Un SUV Grand Cherokee fiammante con vetri oscurati, spese “presunte” di cui nessuno sa nulla e oltre cinquemila iscritti che esistono solo sulla carta. No, non è la sceneggiatura di un film sulla corruzione sindacale, ma la realtà vergognosa che ha portato la CGIL nazionale a commissariare la SLC di Napoli e della Campania. Un terremoto che ha travolto l’intera segreteria guidata da anni da Gianluca Daniele, ex consigliere regionale del PD, lasciando emergere un quadro a dir poco disgustoso di mala gestione, opacità e, diciamolo pure, una presa in giro ai danni dei lavoratori.
IL CASTELLO DI SABBIA DELLA CGIL NAPOLETANA
La CGIL è sempre stata in prima linea a predicare moralità, giustizia sociale e diritti dei lavoratori. Peccato che, mentre si riempiva la bocca di grandi proclami, qualcuno all’interno del sindacato pensava bene di dedicarsi ad attività ben più redditizie: auto di lusso, spese senza rendicontazione e migliaia di iscritti fantasma che, sulla carta, facevano numero ma nella realtà erano semplici nomi usati per gonfiare i bilanci.
Quando Maurizio Landini e il segretario regionale Nicola Ricci hanno scoperto lo scempio, hanno deciso di intervenire con il pugno di ferro. Il 27 gennaio è arrivata la scure: commissariamento immediato, azzeramento della segreteria e un silenzio assordante da parte dei diretti interessati, che ora rischiano di dover rispondere davanti alla giustizia. Sì, perché la CGIL nazionale sta seriamente valutando di agire per vie legali contro gli ex vertici della SLC Campania.

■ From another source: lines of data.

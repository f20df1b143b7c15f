//! Space Nomad - HTTP Server Entry Point
//!
//! Starts the HTTP server and the background mission synchronizer.

use space_nomad::{api, config::Config};
use tracing::info;
use tracing_subscriber::{layer::SubscriberExt, util::SubscriberInitExt};

fn main() -> anyhow::Result<()> {
    let runtime = tokio::runtime::Builder::new_multi_thread()
        .enable_all()
        .build()?;
    runtime.block_on(async_main())
}

async fn async_main() -> anyhow::Result<()> {
    // Initialize logging
    tracing_subscriber::registry()
        .with(
            tracing_subscriber::EnvFilter::try_from_default_env()
                .unwrap_or_else(|_| "space_nomad=debug,tower_http=debug".into()),
        )
        .with(tracing_subscriber::fmt::layer())
        .init();

    // Load configuration
    let config = Config::from_env()?;
    info!(
        "Loaded configuration: store={:?}, upstream timeout={}s",
        config.store_type,
        config.upstream.timeout.as_secs()
    );

    api::serve(config).await?;

    Ok(())
}
//! SQLite-based mission store.

use super::{
    format_timestamp, Mission, MissionFilter, MissionStore, MissionStoreError, NewMission,
};
use async_trait::async_trait;
use chrono::{DateTime, Utc};
use rusqlite::types::Value;
use rusqlite::{params, params_from_iter, Connection, OptionalExtension, Row};
use std::path::PathBuf;
use std::sync::Arc;
use tokio::sync::Mutex;

const SCHEMA: &str = r#"
PRAGMA journal_mode = WAL;

CREATE TABLE IF NOT EXISTS missions (
    id INTEGER PRIMARY KEY AUTOINCREMENT,
    name TEXT NOT NULL UNIQUE,
    status TEXT NOT NULL,
    description TEXT NOT NULL,
    launch_date TEXT
);

CREATE INDEX IF NOT EXISTS idx_missions_launch_date ON missions(launch_date);
"#;

const MISSION_COLUMNS: &str = "id, name, status, description, launch_date";

pub struct SqliteMissionStore {
    conn: Arc<Mutex<Connection>>,
}

impl SqliteMissionStore {
    pub async fn new(db_path: PathBuf) -> Result<Self, MissionStoreError> {
        if let Some(parent) = db_path.parent().filter(|p| !p.as_os_str().is_empty()) {
            tokio::fs::create_dir_all(parent).await.map_err(|e| {
                MissionStoreError::Backend(format!("Failed to create database dir: {}", e))
            })?;
        }

        // Open database in blocking task
        let conn = tokio::task::spawn_blocking(move || {
            let conn = Connection::open(&db_path).map_err(|e| {
                MissionStoreError::Backend(format!("Failed to open SQLite database: {}", e))
            })?;

            conn.execute_batch(SCHEMA).map_err(|e| {
                MissionStoreError::Backend(format!("Failed to run schema: {}", e))
            })?;

            tracing::debug!("Opened mission database at {}", db_path.display());
            Ok::<_, MissionStoreError>(conn)
        })
        .await
        .map_err(|e| MissionStoreError::Backend(format!("Task join error: {}", e)))??;

        Ok(Self {
            conn: Arc::new(Mutex::new(conn)),
        })
    }

    /// Run `f` against the connection on the blocking pool.
    async fn with_conn<T, F>(&self, f: F) -> Result<T, MissionStoreError>
    where
        T: Send + 'static,
        F: FnOnce(&Connection) -> Result<T, MissionStoreError> + Send + 'static,
    {
        let conn = self.conn.clone();
        tokio::task::spawn_blocking(move || {
            let conn = conn.blocking_lock();
            f(&conn)
        })
        .await
        .map_err(|e| MissionStoreError::Backend(format!("Task join error: {}", e)))?
    }
}

fn backend_error(e: rusqlite::Error) -> MissionStoreError {
    MissionStoreError::Backend(e.to_string())
}

/// Map a write error, recognising UNIQUE violations on `name`.
fn write_error(e: rusqlite::Error, name: &str) -> MissionStoreError {
    if let rusqlite::Error::SqliteFailure(err, _) = &e {
        if err.extended_code == rusqlite::ffi::SQLITE_CONSTRAINT_UNIQUE {
            return MissionStoreError::Duplicate(name.to_string());
        }
    }
    backend_error(e)
}

/// SQLite reads a negative LIMIT as unbounded and a negative OFFSET as zero,
/// so counts past `i64::MAX` are clamped instead of wrapped.
fn sql_count(n: usize) -> i64 {
    i64::try_from(n).unwrap_or(i64::MAX)
}

fn row_to_mission(row: &Row<'_>) -> rusqlite::Result<Mission> {
    let launch_date: Option<String> = row.get(4)?;
    Ok(Mission {
        id: row.get(0)?,
        name: row.get(1)?,
        status: row.get(2)?,
        description: row.get(3)?,
        launch_date: launch_date.and_then(|s| {
            DateTime::parse_from_rfc3339(&s)
                .map(|d| d.with_timezone(&Utc))
                .ok()
        }),
    })
}

/// Build the WHERE clause and its positional parameters for a filter.
fn filter_clause(filter: &MissionFilter) -> (String, Vec<Value>) {
    let mut clauses = Vec::new();
    let mut values = Vec::new();

    if filter.start_date.is_some() || filter.end_date.is_some() {
        clauses.push("launch_date IS NOT NULL".to_string());
    }
    if let Some(start) = &filter.start_date {
        values.push(Value::Text(format_timestamp(start)));
        clauses.push(format!("launch_date >= ?{}", values.len()));
    }
    if let Some(end) = &filter.end_date {
        values.push(Value::Text(format_timestamp(end)));
        clauses.push(format!("launch_date <= ?{}", values.len()));
    }
    if let Some(keyword) = &filter.keyword {
        values.push(Value::Text(keyword.to_lowercase()));
        let n = values.len();
        // instr() instead of LIKE so '%' and '_' in keywords match literally.
        clauses.push(format!(
            "(instr(lower(name), ?{n}) > 0 OR instr(lower(description), ?{n}) > 0)"
        ));
    }

    if clauses.is_empty() {
        (String::new(), values)
    } else {
        (format!("WHERE {}", clauses.join(" AND ")), values)
    }
}

#[async_trait]
impl MissionStore for SqliteMissionStore {
    fn is_persistent(&self) -> bool {
        true
    }

    async fn create_mission(&self, mission: &NewMission) -> Result<Mission, MissionStoreError> {
        let m = mission.clone();
        self.with_conn(move |conn| {
            conn.query_row(
                &format!(
                    "INSERT INTO missions (name, status, description, launch_date)
                     VALUES (?1, ?2, ?3, ?4)
                     RETURNING {MISSION_COLUMNS}"
                ),
                params![
                    m.name,
                    m.status,
                    m.description,
                    m.launch_date.as_ref().map(format_timestamp),
                ],
                row_to_mission,
            )
            .map_err(|e| write_error(e, &m.name))
        })
        .await
    }

    async fn list_missions(
        &self,
        limit: usize,
        offset: usize,
    ) -> Result<Vec<Mission>, MissionStoreError> {
        self.list_filtered(&MissionFilter::default(), limit, offset)
            .await
    }

    async fn list_filtered(
        &self,
        filter: &MissionFilter,
        limit: usize,
        offset: usize,
    ) -> Result<Vec<Mission>, MissionStoreError> {
        let (where_clause, mut values) = filter_clause(filter);
        values.push(Value::Integer(sql_count(limit)));
        let limit_idx = values.len();
        values.push(Value::Integer(sql_count(offset)));
        let offset_idx = values.len();

        let sql = format!(
            "SELECT {MISSION_COLUMNS} FROM missions {where_clause}
             ORDER BY id ASC
             LIMIT ?{limit_idx} OFFSET ?{offset_idx}"
        );

        self.with_conn(move |conn| {
            let mut stmt = conn.prepare(&sql).map_err(backend_error)?;
            let missions = stmt
                .query_map(params_from_iter(values), row_to_mission)
                .map_err(backend_error)?
                .collect::<Result<Vec<_>, _>>()
                .map_err(backend_error)?;
            Ok(missions)
        })
        .await
    }

    async fn find_by_name(&self, name: &str) -> Result<Option<Mission>, MissionStoreError> {
        let name = name.to_string();
        self.with_conn(move |conn| {
            conn.query_row(
                &format!("SELECT {MISSION_COLUMNS} FROM missions WHERE name = ?1"),
                params![name],
                row_to_mission,
            )
            .optional()
            .map_err(backend_error)
        })
        .await
    }

    async fn upsert_by_name(&self, mission: &NewMission) -> Result<Mission, MissionStoreError> {
        let m = mission.clone();
        self.with_conn(move |conn| {
            // Single statement so concurrent passes resolve as last-writer-wins.
            conn.query_row(
                &format!(
                    "INSERT INTO missions (name, status, description, launch_date)
                     VALUES (?1, ?2, ?3, ?4)
                     ON CONFLICT(name) DO UPDATE SET
                         status = excluded.status,
                         description = excluded.description,
                         launch_date = COALESCE(excluded.launch_date, missions.launch_date)
                     RETURNING {MISSION_COLUMNS}"
                ),
                params![
                    m.name,
                    m.status,
                    m.description,
                    m.launch_date.as_ref().map(format_timestamp),
                ],
                row_to_mission,
            )
            .map_err(|e| write_error(e, &m.name))
        })
        .await
    }
}
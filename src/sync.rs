//! Periodic and on-demand mirroring of upstream launches into the mission store.
//!
//! A pass walks `Idle → Fetching → Normalizing → Upserting → Idle`. Passes
//! are started once at startup, on a fixed interval, and whenever
//! [`MissionSync::trigger`] is called. Passes are not serialized against
//! each other; the store's upsert is atomic per row, so overlapping passes
//! resolve as last-writer-wins.

use chrono::{DateTime, Utc};
use serde::Serialize;
use serde_json::Value;
use std::sync::atomic::{AtomicU64, Ordering};
use std::sync::Arc;
use std::time::Duration;
use tokio::sync::RwLock;
use tokio::task::JoinHandle;
use tokio::time::MissedTickBehavior;

use crate::api::mission_store::{MissionStore, SharedMissionStore};
use crate::upstream::{normalize_launches, ApiClient};

/// Where the most recently advanced pass currently is.
#[derive(Debug, Clone, Copy, PartialEq, Eq, Default, Serialize)]
#[serde(rename_all = "snake_case")]
pub enum SyncPhase {
    #[default]
    Idle,
    Fetching,
    Normalizing,
    Upserting,
}

/// Outcome of a single synchronization pass.
#[derive(Debug, Clone, PartialEq, Eq, Serialize)]
pub struct SyncReport {
    /// False when the upstream returned nothing usable this pass
    pub upstream_available: bool,
    /// Raw records received
    pub fetched: usize,
    /// Records rejected by normalization
    pub dropped: usize,
    /// Normalized records skipped for a blank name or status
    pub skipped: usize,
    pub upserted: usize,
    /// Records whose upsert failed
    pub failed: usize,
    pub started_at: DateTime<Utc>,
    pub finished_at: Option<DateTime<Utc>>,
}

impl SyncReport {
    fn started() -> Self {
        Self {
            upstream_available: false,
            fetched: 0,
            dropped: 0,
            skipped: 0,
            upserted: 0,
            failed: 0,
            started_at: Utc::now(),
            finished_at: None,
        }
    }
}

/// Snapshot of the synchronizer for status endpoints.
#[derive(Debug, Clone, Serialize)]
pub struct SyncStatus {
    pub phase: SyncPhase,
    pub completed_passes: u64,
    pub last_report: Option<SyncReport>,
}

/// Mirrors the upstream launch list into the mission store.
pub struct MissionSync {
    client: ApiClient,
    store: SharedMissionStore,
    launches_url: String,
    api_key: Option<String>,
    phase: RwLock<SyncPhase>,
    completed_passes: AtomicU64,
    last_report: RwLock<Option<SyncReport>>,
    /// Raw body of the last successful fetch, served by the launches proxy
    /// when the upstream is down.
    last_payload: RwLock<Option<Arc<Value>>>,
}

impl MissionSync {
    pub fn new(
        client: ApiClient,
        store: SharedMissionStore,
        launches_url: impl Into<String>,
        api_key: Option<String>,
    ) -> Self {
        Self {
            client,
            store,
            launches_url: launches_url.into(),
            api_key,
            phase: RwLock::new(SyncPhase::Idle),
            completed_passes: AtomicU64::new(0),
            last_report: RwLock::new(None),
            last_payload: RwLock::new(None),
        }
    }

    /// Run one full pass. Never fails: upstream and store problems are
    /// logged and reflected in the returned report.
    pub async fn run_once(&self) -> SyncReport {
        let mut report = SyncReport::started();

        self.set_phase(SyncPhase::Fetching).await;
        let fetched = self
            .client
            .fetch_json(&self.launches_url, self.api_key.as_deref())
            .await;

        match fetched {
            Some(payload) => {
                report.upstream_available = true;
                self.apply(payload, &mut report).await;
            }
            None => {
                tracing::warn!(
                    "No launch data from {}; skipping this sync cycle",
                    self.launches_url
                );
            }
        }

        report.finished_at = Some(Utc::now());
        self.set_phase(SyncPhase::Idle).await;
        *self.last_report.write().await = Some(report.clone());
        self.completed_passes.fetch_add(1, Ordering::SeqCst);

        tracing::info!(
            "Mission sync finished: fetched={} upserted={} dropped={} skipped={} failed={}",
            report.fetched,
            report.upserted,
            report.dropped,
            report.skipped,
            report.failed
        );
        report
    }

    /// Keep an array `payload` as the last launch list, then normalize it and
    /// upsert every usable record, one at a time.
    async fn apply(&self, payload: Value, report: &mut SyncReport) {
        let payload = Arc::new(payload);
        let Some(raw) = payload.as_array() else {
            tracing::warn!("Expected a JSON array of launches, ignoring payload");
            return;
        };
        *self.last_payload.write().await = Some(Arc::clone(&payload));
        report.fetched = raw.len();

        self.set_phase(SyncPhase::Normalizing).await;
        let missions = normalize_launches(raw);
        report.dropped = raw.len() - missions.len();
        if report.dropped > 0 {
            tracing::info!(
                "Dropped {} launch records missing a name or success flag",
                report.dropped
            );
        }

        self.set_phase(SyncPhase::Upserting).await;
        for mission in missions {
            if !mission.is_complete() {
                tracing::warn!(
                    "Skipping launch record with blank name or status: {:?}",
                    mission.name
                );
                report.skipped += 1;
                continue;
            }

            match self.store.upsert_by_name(&mission).await {
                Ok(stored) => {
                    tracing::debug!("Upserted mission {} (id {})", stored.name, stored.id);
                    report.upserted += 1;
                }
                Err(e) => {
                    tracing::warn!("Failed to upsert mission {}: {}", mission.name, e);
                    report.failed += 1;
                }
            }
        }
    }

    /// Start a pass in the background and return immediately.
    pub fn trigger(self: &Arc<Self>) -> JoinHandle<SyncReport> {
        let this = Arc::clone(self);
        tokio::spawn(async move { this.run_once().await })
    }

    /// Spawn the recurring loop. With `run_immediately` the first pass
    /// starts right away, otherwise after one full `interval`.
    ///
    /// The loop runs for the lifetime of the runtime.
    pub fn spawn_periodic(
        self: &Arc<Self>,
        interval: Duration,
        run_immediately: bool,
    ) -> JoinHandle<()> {
        let this = Arc::clone(self);
        tokio::spawn(async move {
            let mut ticker = tokio::time::interval(interval);
            ticker.set_missed_tick_behavior(MissedTickBehavior::Delay);
            if !run_immediately {
                // The first tick completes immediately.
                ticker.tick().await;
            }
            loop {
                ticker.tick().await;
                this.run_once().await;
            }
        })
    }

    pub async fn status(&self) -> SyncStatus {
        SyncStatus {
            phase: *self.phase.read().await,
            completed_passes: self.completed_passes.load(Ordering::SeqCst),
            last_report: self.last_report.read().await.clone(),
        }
    }

    pub async fn last_payload(&self) -> Option<Arc<Value>> {
        self.last_payload.read().await.clone()
    }

    async fn set_phase(&self, phase: SyncPhase) {
        *self.phase.write().await = phase;
    }
}
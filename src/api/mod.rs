//! HTTP API for Space Nomad.
//!
//! ## Endpoints
//!
//! - `GET /` - Welcome message / liveness
//! - `GET /missions/` - List missions (`skip`/`limit`, or `page`/`size` with
//!   `start_date`, `end_date`, `keyword` filters)
//! - `POST /missions/` - Create a mission
//! - `GET /spacex-launches/` - Proxy the SpaceX launch list
//! - `GET /nasa-apod/` - Proxy NASA's Astronomy Picture of the Day
//! - `POST /update-missions/` - Start a background mission sync
//! - `GET /sync-status/` - Synchronizer phase and last report

mod launches;
pub mod mission_store;
mod missions;
mod routes;
pub mod types;

pub use routes::{router, serve, AppState};
pub use types::*;
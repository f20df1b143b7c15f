//! Upstream proxy and synchronization endpoints.

use axum::{extract::State, http::StatusCode, Json};
use std::sync::Arc;

use super::routes::AppState;
use super::types::MessageResponse;
use crate::sync::SyncStatus;

/// GET /spacex-launches/ - Live launch list, or the last synced copy.
pub(super) async fn spacex_launches(
    State(state): State<Arc<AppState>>,
) -> Result<Json<serde_json::Value>, (StatusCode, String)> {
    let upstream = &state.config.upstream;
    if let Some(launches) = state
        .upstream
        .fetch_json(&upstream.spacex_url, upstream.spacex_api_key.as_deref())
        .await
    {
        return Ok(Json(launches));
    }

    if let Some(cached) = state.sync.last_payload().await {
        tracing::debug!("SpaceX API unavailable, serving launches from the last sync");
        return Ok(Json(cached.as_ref().clone()));
    }

    Err((
        StatusCode::NOT_FOUND,
        "SpaceX launches not found!".to_string(),
    ))
}

/// GET /nasa-apod/ - NASA Astronomy Picture of the Day.
pub(super) async fn nasa_apod(
    State(state): State<Arc<AppState>>,
) -> Result<Json<serde_json::Value>, (StatusCode, String)> {
    let upstream = &state.config.upstream;
    state
        .upstream
        .fetch_json(&upstream.nasa_url, upstream.nasa_api_key.as_deref())
        .await
        .map(Json)
        .ok_or_else(|| {
            (
                StatusCode::NOT_FOUND,
                "NASA picture of the day not found!".to_string(),
            )
        })
}

/// POST /update-missions/ - Start a sync pass without waiting for it.
pub(super) async fn update_missions(State(state): State<Arc<AppState>>) -> Json<MessageResponse> {
    let _ = state.sync.trigger();
    Json(MessageResponse::new(
        "Mission update started in the background.",
    ))
}

/// GET /sync-status/ - Current phase and the last pass report.
pub(super) async fn sync_status(State(state): State<Arc<AppState>>) -> Json<SyncStatus> {
    Json(state.sync.status().await)
}
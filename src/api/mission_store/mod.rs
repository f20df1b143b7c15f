//! Mission storage module with pluggable backends.
//!
//! Supports:
//! - `memory`: In-memory storage (non-persistent, for testing)
//! - `sqlite`: SQLite database (default)

mod memory;
mod sqlite;

pub use memory::InMemoryMissionStore;
pub use sqlite::SqliteMissionStore;

use async_trait::async_trait;
use chrono::{DateTime, SecondsFormat, Timelike, Utc};
use serde::{Deserialize, Serialize};
use std::path::PathBuf;
use std::sync::Arc;
use thiserror::Error;

/// Placeholder stored when a mission has no description.
pub const DEFAULT_DESCRIPTION: &str = "No description available.";

/// A persisted mission record.
#[derive(Debug, Clone, PartialEq, Eq, Serialize, Deserialize)]
pub struct Mission {
    /// Store-assigned identifier, immutable once created
    pub id: i64,
    /// Natural key used for upserts
    pub name: String,
    pub status: String,
    pub description: String,
    pub launch_date: Option<DateTime<Utc>>,
}

/// Payload for inserting or upserting a mission.
#[derive(Debug, Clone, PartialEq, Eq, Serialize, Deserialize)]
pub struct NewMission {
    pub name: String,
    pub status: String,
    #[serde(default = "default_description")]
    pub description: String,
    #[serde(default)]
    pub launch_date: Option<DateTime<Utc>>,
}

fn default_description() -> String {
    DEFAULT_DESCRIPTION.to_string()
}

impl NewMission {
    pub fn new(name: impl Into<String>, status: impl Into<String>) -> Self {
        Self {
            name: name.into(),
            status: status.into(),
            description: default_description(),
            launch_date: None,
        }
    }

    pub fn with_description(mut self, description: impl Into<String>) -> Self {
        self.description = description.into();
        self
    }

    pub fn with_launch_date(mut self, launch_date: DateTime<Utc>) -> Self {
        self.launch_date = Some(launch_date);
        self
    }

    /// Whether both required fields carry a non-blank value.
    pub fn is_complete(&self) -> bool {
        !self.name.trim().is_empty() && !self.status.trim().is_empty()
    }

    fn into_mission(self, id: i64) -> Mission {
        Mission {
            id,
            name: self.name,
            status: self.status,
            description: self.description,
            launch_date: self.launch_date.as_ref().map(truncate_timestamp),
        }
    }
}

/// Optional constraints applied when listing missions.
///
/// Date bounds are inclusive and only match missions that have a launch
/// date. The keyword is a case-insensitive substring match against the
/// name or the description.
#[derive(Debug, Clone, Default, PartialEq, Eq)]
pub struct MissionFilter {
    pub start_date: Option<DateTime<Utc>>,
    pub end_date: Option<DateTime<Utc>>,
    pub keyword: Option<String>,
}

impl MissionFilter {
    /// Set the keyword, ignoring blank input.
    pub fn with_keyword(mut self, keyword: Option<&str>) -> Self {
        self.keyword = keyword
            .map(str::trim)
            .filter(|k| !k.is_empty())
            .map(str::to_string);
        self
    }

    pub fn is_empty(&self) -> bool {
        self.start_date.is_none() && self.end_date.is_none() && self.keyword.is_none()
    }

    pub fn matches(&self, mission: &Mission) -> bool {
        if self.start_date.is_some() || self.end_date.is_some() {
            let Some(launch_date) = mission.launch_date else {
                return false;
            };
            let launch_date = truncate_timestamp(&launch_date);
            if self
                .start_date
                .is_some_and(|start| launch_date < truncate_timestamp(&start))
            {
                return false;
            }
            if self
                .end_date
                .is_some_and(|end| launch_date > truncate_timestamp(&end))
            {
                return false;
            }
        }

        if let Some(keyword) = &self.keyword {
            let needle = keyword.to_lowercase();
            return mission.name.to_lowercase().contains(&needle)
                || mission.description.to_lowercase().contains(&needle);
        }

        true
    }
}

/// Errors surfaced by mission stores.
#[derive(Debug, Error)]
pub enum MissionStoreError {
    #[error("Mission already exists: {0}")]
    Duplicate(String),

    #[error("Mission store failure: {0}")]
    Backend(String),
}

/// Format a timestamp the way stores persist it.
///
/// Second precision with a `Z` suffix keeps lexical and chronological order
/// identical, which the SQLite date filters rely on.
pub fn format_timestamp(value: &DateTime<Utc>) -> String {
    value.to_rfc3339_opts(SecondsFormat::Secs, true)
}

/// Drop sub-second precision, matching what [`format_timestamp`] persists.
pub fn truncate_timestamp(value: &DateTime<Utc>) -> DateTime<Utc> {
    value.with_nanosecond(0).unwrap_or(*value)
}

/// Translate a 1-based page number and page size into `(limit, offset)`.
pub fn page_bounds(page: usize, size: usize) -> (usize, usize) {
    (size, page.saturating_sub(1).saturating_mul(size))
}

/// Mission store trait - implemented by all storage backends.
#[async_trait]
pub trait MissionStore: Send + Sync {
    /// Whether this store persists data across restarts.
    fn is_persistent(&self) -> bool;

    /// Insert a new mission. No duplicate pre-check is done here; a name
    /// collision surfaces as [`MissionStoreError::Duplicate`].
    async fn create_mission(&self, mission: &NewMission) -> Result<Mission, MissionStoreError>;

    /// List missions in insertion order.
    async fn list_missions(
        &self,
        limit: usize,
        offset: usize,
    ) -> Result<Vec<Mission>, MissionStoreError>;

    /// List missions in insertion order, restricted by `filter`.
    async fn list_filtered(
        &self,
        filter: &MissionFilter,
        limit: usize,
        offset: usize,
    ) -> Result<Vec<Mission>, MissionStoreError>;

    /// Exact-match lookup by name.
    async fn find_by_name(&self, name: &str) -> Result<Option<Mission>, MissionStoreError>;

    /// Insert the mission, or overwrite the mutable fields of the row that
    /// already carries its name. A missing launch date keeps the stored one.
    async fn upsert_by_name(&self, mission: &NewMission) -> Result<Mission, MissionStoreError>;

    /// List one page (1-based) of missions matching `filter`.
    async fn list_page(
        &self,
        page: usize,
        size: usize,
        filter: &MissionFilter,
    ) -> Result<Vec<Mission>, MissionStoreError> {
        let (limit, offset) = page_bounds(page, size);
        self.list_filtered(filter, limit, offset).await
    }
}

pub type SharedMissionStore = Arc<dyn MissionStore>;

/// Mission store type selection.
#[derive(Debug, Clone, Copy, PartialEq, Eq, Default)]
pub enum MissionStoreType {
    Memory,
    #[default]
    Sqlite,
}

impl MissionStoreType {
    /// Parse from environment variable value.
    pub fn from_str(s: &str) -> Self {
        match s.trim().to_lowercase().as_str() {
            "memory" | "mem" => Self::Memory,
            "sqlite" | "db" => Self::Sqlite,
            _ => Self::default(),
        }
    }
}

/// Create a mission store based on type and configuration.
pub async fn create_mission_store(
    store_type: MissionStoreType,
    database_path: PathBuf,
) -> Result<SharedMissionStore, MissionStoreError> {
    match store_type {
        MissionStoreType::Memory => Ok(Arc::new(InMemoryMissionStore::new())),
        MissionStoreType::Sqlite => {
            let store = SqliteMissionStore::new(database_path).await?;
            Ok(Arc::new(store))
        }
    }
}
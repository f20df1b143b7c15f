//! Mission catalogue endpoints.

use axum::{
    extract::{Query, State},
    http::StatusCode,
    Json,
};
use chrono::{DateTime, NaiveDate, Utc};
use std::sync::Arc;

use super::mission_store::{Mission, MissionFilter, MissionStore, MissionStoreError, NewMission};
use super::routes::AppState;
use super::types::*;

fn internal_error(e: MissionStoreError) -> (StatusCode, String) {
    tracing::error!("Mission store error: {}", e);
    (StatusCode::INTERNAL_SERVER_ERROR, e.to_string())
}

/// Parse a date filter bound.
///
/// A bare date covers the start of the day, or its last second when
/// `end_of_day` is set.
fn parse_date_bound(
    name: &str,
    raw: &str,
    end_of_day: bool,
) -> Result<DateTime<Utc>, (StatusCode, String)> {
    if let Ok(dt) = DateTime::parse_from_rfc3339(raw) {
        return Ok(dt.with_timezone(&Utc));
    }

    let invalid = || {
        (
            StatusCode::BAD_REQUEST,
            format!("Invalid {}: expected YYYY-MM-DD or an RFC 3339 timestamp", name),
        )
    };
    let date = NaiveDate::parse_from_str(raw, "%Y-%m-%d").map_err(|_| invalid())?;
    let (h, m, s) = if end_of_day { (23, 59, 59) } else { (0, 0, 0) };
    date.and_hms_opt(h, m, s)
        .map(|dt| dt.and_utc())
        .ok_or_else(invalid)
}

fn optional_bound(
    name: &str,
    raw: Option<&str>,
    end_of_day: bool,
) -> Result<Option<DateTime<Utc>>, (StatusCode, String)> {
    match raw.map(str::trim).filter(|s| !s.is_empty()) {
        Some(value) => parse_date_bound(name, value, end_of_day).map(Some),
        None => Ok(None),
    }
}

/// GET /missions/ - List missions, plain or paged/filtered.
pub(super) async fn list_missions(
    State(state): State<Arc<AppState>>,
    Query(query): Query<ListMissionsQuery>,
) -> Result<Json<MissionListResponse>, (StatusCode, String)> {
    if !query.is_paged() {
        let skip = query.skip.unwrap_or(0);
        let limit = query.limit.unwrap_or(DEFAULT_PAGE_SIZE).min(MAX_PAGE_SIZE);
        let missions = state
            .missions
            .list_missions(limit, skip)
            .await
            .map_err(internal_error)?;
        return Ok(Json(MissionListResponse::Plain(missions)));
    }

    let page = query.page.unwrap_or(1);
    if page == 0 {
        return Err((
            StatusCode::BAD_REQUEST,
            "page must be at least 1".to_string(),
        ));
    }
    let size = query.size.unwrap_or(DEFAULT_PAGE_SIZE);
    if size == 0 {
        return Err((
            StatusCode::BAD_REQUEST,
            "size must be at least 1".to_string(),
        ));
    }
    let size = size.min(MAX_PAGE_SIZE);

    let filter = MissionFilter {
        start_date: optional_bound("start_date", query.start_date.as_deref(), false)?,
        end_date: optional_bound("end_date", query.end_date.as_deref(), true)?,
        keyword: None,
    }
    .with_keyword(query.keyword.as_deref());

    if let (Some(start), Some(end)) = (filter.start_date, filter.end_date) {
        if start > end {
            return Err((
                StatusCode::BAD_REQUEST,
                "start_date must not be after end_date".to_string(),
            ));
        }
    }

    let missions = state
        .missions
        .list_page(page, size, &filter)
        .await
        .map_err(internal_error)?;

    Ok(Json(MissionListResponse::Paged(MissionPage {
        missions,
        page,
        size,
    })))
}

/// POST /missions/ - Create a mission, rejecting names already in use.
pub(super) async fn create_mission(
    State(state): State<Arc<AppState>>,
    Json(req): Json<CreateMissionRequest>,
) -> Result<Json<Mission>, (StatusCode, String)> {
    let mission = NewMission::from(req);
    if !mission.is_complete() {
        return Err((
            StatusCode::BAD_REQUEST,
            "Mission name and status must not be empty".to_string(),
        ));
    }

    let existing = state
        .missions
        .find_by_name(&mission.name)
        .await
        .map_err(internal_error)?;
    if existing.is_some() {
        return Err((
            StatusCode::BAD_REQUEST,
            "Mission already exists".to_string(),
        ));
    }

    match state.missions.create_mission(&mission).await {
        Ok(created) => {
            tracing::info!("Created mission {} (id {})", created.name, created.id);
            Ok(Json(created))
        }
        // Lost a race with another create or a sync pass.
        Err(MissionStoreError::Duplicate(_)) => Err((
            StatusCode::BAD_REQUEST,
            "Mission already exists".to_string(),
        )),
        Err(e) => Err(internal_error(e)),
    }
}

I SINDACATI DOVREBBERO DIFENDERE I LAVORATORI, NON INGANNARLI
Lo scandalo di Napoli è l’ennesima pugnalata alle spalle di chi crede ancora nella funzione nobile del sindacato. Il compito di queste organizzazioni dovrebbe essere quello di difendere i diritti dei lavoratori, combattere il precariato e garantire condizioni dignitose a chi ogni giorno si spezza la schiena per portare a casa uno stipendio. E invece, cosa abbiamo? Dirigenti che giocano con i soldi delle tessere, mentre il settore dello spettacolo e delle comunicazioni—uno dei più colpiti dalla precarietà—resta senza una vera rappresentanza.
Pensiamo ai lavoratori del Teatro San Carlo, ai precari del comparto comunicazione, agli operatori dell’informazione che ogni giorno subiscono tagli e riduzioni di personale. Per anni sono stati rappresentati da un gruppo dirigente che, a quanto pare, aveva come priorità ben altre faccende.
QUANTO È DIFFUSA QUESTA PRATICA?
La domanda ora è: il marcio si ferma qui? O lo scandalo della CGIL di Napoli è solo la punta di un iceberg ben più profondo? Perché se è stato possibile far risultare iscritti inesistenti, se sono state spese somme di denaro in modo così oscuro, viene spontaneo chiedersi quanti altri comparti del sindacato siano gestiti con la stessa, vergognosa leggerezza.
Il commissariamento è solo un primo passo, ma non basta. Serve un’indagine seria, trasparente e indipendente per far emergere fino in fondo tutte le responsabilità. E, soprattutto, servono punizioni esemplari: chi ha usato il sindacato come un bancomat personale deve essere cacciato e perseguito senza alcuna esitazione.
I LAVORATORI MERITANO RISPETTO, NON FUMO NEGLI OCCHI
Per anni, i sindacati hanno perso credibilità agli occhi dei lavoratori. Episodi come questo non fanno che aumentare il distacco tra il mondo del lavoro e chi, in teoria, dovrebbe rappresentarlo. Se la CGIL vuole recuperare un briciolo di dignità, deve fare pulizia fino in fondo, senza guardare in faccia nessuno.
Perché una cosa è certa: i lavoratori non dimenticano e non perdonano.